**What the task asks**
Filter the lines below, copying only those with the string "populate".

Saved entries
------------------------------------
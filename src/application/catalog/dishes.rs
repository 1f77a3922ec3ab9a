use std::sync::Arc;

use crate::application::repos::{CreateDishParams, DishesRepo, DishesWriteRepo, UpdateDishParams};
use crate::cache::{CacheAside, CacheKey, CacheTrigger, FromCached, MutationKind};
use crate::domain::entities::DishRecord;
use crate::domain::error::EntityLevel;
use crate::domain::types::{Discount, DishId, MenuId, Price, SubmenuId};

use super::ancestry::Ancestry;
use super::discounts::Discounts;
use super::ensure_valid_id;
use super::error::CatalogError;

#[derive(Debug, Clone)]
pub struct CreateDishCommand {
    pub id: Option<DishId>,
    pub title: String,
    pub description: String,
    pub price: Price,
}

#[derive(Debug, Clone, Default)]
pub struct UpdateDishCommand {
    pub title: Option<String>,
    pub description: Option<String>,
    pub price: Option<Price>,
}

#[derive(Clone)]
pub struct DishService {
    ancestry: Ancestry,
    reader: Arc<dyn DishesRepo>,
    writer: Arc<dyn DishesWriteRepo>,
    cache: CacheAside,
    discounts: Discounts,
    cache_trigger: Option<Arc<CacheTrigger>>,
}

impl DishService {
    pub fn new(
        ancestry: Ancestry,
        reader: Arc<dyn DishesRepo>,
        writer: Arc<dyn DishesWriteRepo>,
        cache: CacheAside,
    ) -> Self {
        Self {
            ancestry,
            reader,
            writer,
            discounts: Discounts::new(cache.clone()),
            cache,
            cache_trigger: None,
        }
    }

    pub fn with_cache_trigger(mut self, trigger: Arc<CacheTrigger>) -> Self {
        self.cache_trigger = Some(trigger);
        self
    }

    pub fn with_cache_trigger_opt(mut self, trigger: Option<Arc<CacheTrigger>>) -> Self {
        self.cache_trigger = trigger;
        self
    }

    /// Dish with its discount applied to the price.
    pub async fn get(
        &self,
        menu_id: &MenuId,
        submenu_id: &SubmenuId,
        dish_id: &DishId,
    ) -> Result<DishRecord, CatalogError> {
        let mut dish = self.load(menu_id, submenu_id, dish_id).await?;
        self.discounts.apply(&mut dish).await;
        Ok(dish)
    }

    async fn load(
        &self,
        menu_id: &MenuId,
        submenu_id: &SubmenuId,
        dish_id: &DishId,
    ) -> Result<DishRecord, CatalogError> {
        let key = CacheKey::Dish(menu_id.clone(), submenu_id.clone(), dish_id.clone());
        if let Some(hit) = self.cache.lookup::<DishRecord>(&key).await {
            return Ok(hit);
        }

        let dish = self.ancestry.dish(menu_id, submenu_id, dish_id).await?;
        self.cache.populate(&key, dish.clone().into_cached()).await;
        Ok(dish)
    }

    pub async fn list(
        &self,
        menu_id: &MenuId,
        submenu_id: &SubmenuId,
    ) -> Result<Vec<DishRecord>, CatalogError> {
        let key = CacheKey::DishList(menu_id.clone(), submenu_id.clone());
        let mut dishes = match self.cache.lookup::<Vec<DishRecord>>(&key).await {
            Some(hit) => hit,
            None => {
                self.ancestry.submenu(menu_id, submenu_id).await?;
                let dishes = self.reader.list_dishes(submenu_id).await?;
                self.cache.populate(&key, dishes.clone().into_cached()).await;
                dishes
            }
        };
        self.discounts.apply_all(dishes.iter_mut()).await;
        Ok(dishes)
    }

    pub async fn create(
        &self,
        menu_id: &MenuId,
        submenu_id: &SubmenuId,
        command: CreateDishCommand,
    ) -> Result<DishRecord, CatalogError> {
        let id = match command.id {
            Some(id) => {
                ensure_valid_id(id.as_str(), "dish id")?;
                id
            }
            None => DishId::generate(),
        };
        self.ancestry.submenu(menu_id, submenu_id).await?;

        let record = self
            .writer
            .create_dish(CreateDishParams {
                id,
                submenu_id: submenu_id.clone(),
                title: command.title,
                description: command.description,
                price: command.price,
            })
            .await?;

        if let Some(trigger) = &self.cache_trigger {
            trigger
                .dish_changed(MutationKind::Create, menu_id, submenu_id, &record.id)
                .await;
        }

        Ok(record)
    }

    pub async fn update(
        &self,
        menu_id: &MenuId,
        submenu_id: &SubmenuId,
        dish_id: &DishId,
        command: UpdateDishCommand,
    ) -> Result<DishRecord, CatalogError> {
        let current = self.ancestry.dish(menu_id, submenu_id, dish_id).await?;

        let mut record = self
            .writer
            .update_dish(UpdateDishParams {
                id: current.id,
                submenu_id: submenu_id.clone(),
                title: command.title.unwrap_or(current.title),
                description: command.description.unwrap_or(current.description),
                price: command.price.unwrap_or(current.price),
            })
            .await?
            .ok_or_else(|| CatalogError::not_found(EntityLevel::Dish))?;

        if let Some(trigger) = &self.cache_trigger {
            trigger
                .dish_changed(MutationKind::Update, menu_id, submenu_id, &record.id)
                .await;
        }

        self.discounts.apply(&mut record).await;
        Ok(record)
    }

    pub async fn delete(
        &self,
        menu_id: &MenuId,
        submenu_id: &SubmenuId,
        dish_id: &DishId,
    ) -> Result<(), CatalogError> {
        self.ancestry.submenu(menu_id, submenu_id).await?;
        if !self.writer.delete_dish(submenu_id, dish_id).await? {
            return Err(CatalogError::not_found(EntityLevel::Dish));
        }

        if let Some(trigger) = &self.cache_trigger {
            trigger
                .dish_changed(MutationKind::Delete, menu_id, submenu_id, dish_id)
                .await;
        }
        Ok(())
    }

    /// Record a discount for an existing dish and return the discounted dish.
    pub async fn set_discount(
        &self,
        menu_id: &MenuId,
        submenu_id: &SubmenuId,
        dish_id: &DishId,
        discount: Discount,
    ) -> Result<DishRecord, CatalogError> {
        let mut dish = self.ancestry.dish(menu_id, submenu_id, dish_id).await?;
        self.discounts.set(dish_id, discount).await?;
        dish.price = dish.price.discounted(discount);
        Ok(dish)
    }

    pub async fn clear_discount(
        &self,
        menu_id: &MenuId,
        submenu_id: &SubmenuId,
        dish_id: &DishId,
    ) -> Result<DishRecord, CatalogError> {
        let dish = self.ancestry.dish(menu_id, submenu_id, dish_id).await?;
        self.discounts.clear(dish_id).await?;
        Ok(dish)
    }
}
------------------------------------
**Answer box**
        self.cache.populate(&key, dish.clone().into_cached()).await;
                self.cache.populate(&key, dishes.clone().into_cached()).await;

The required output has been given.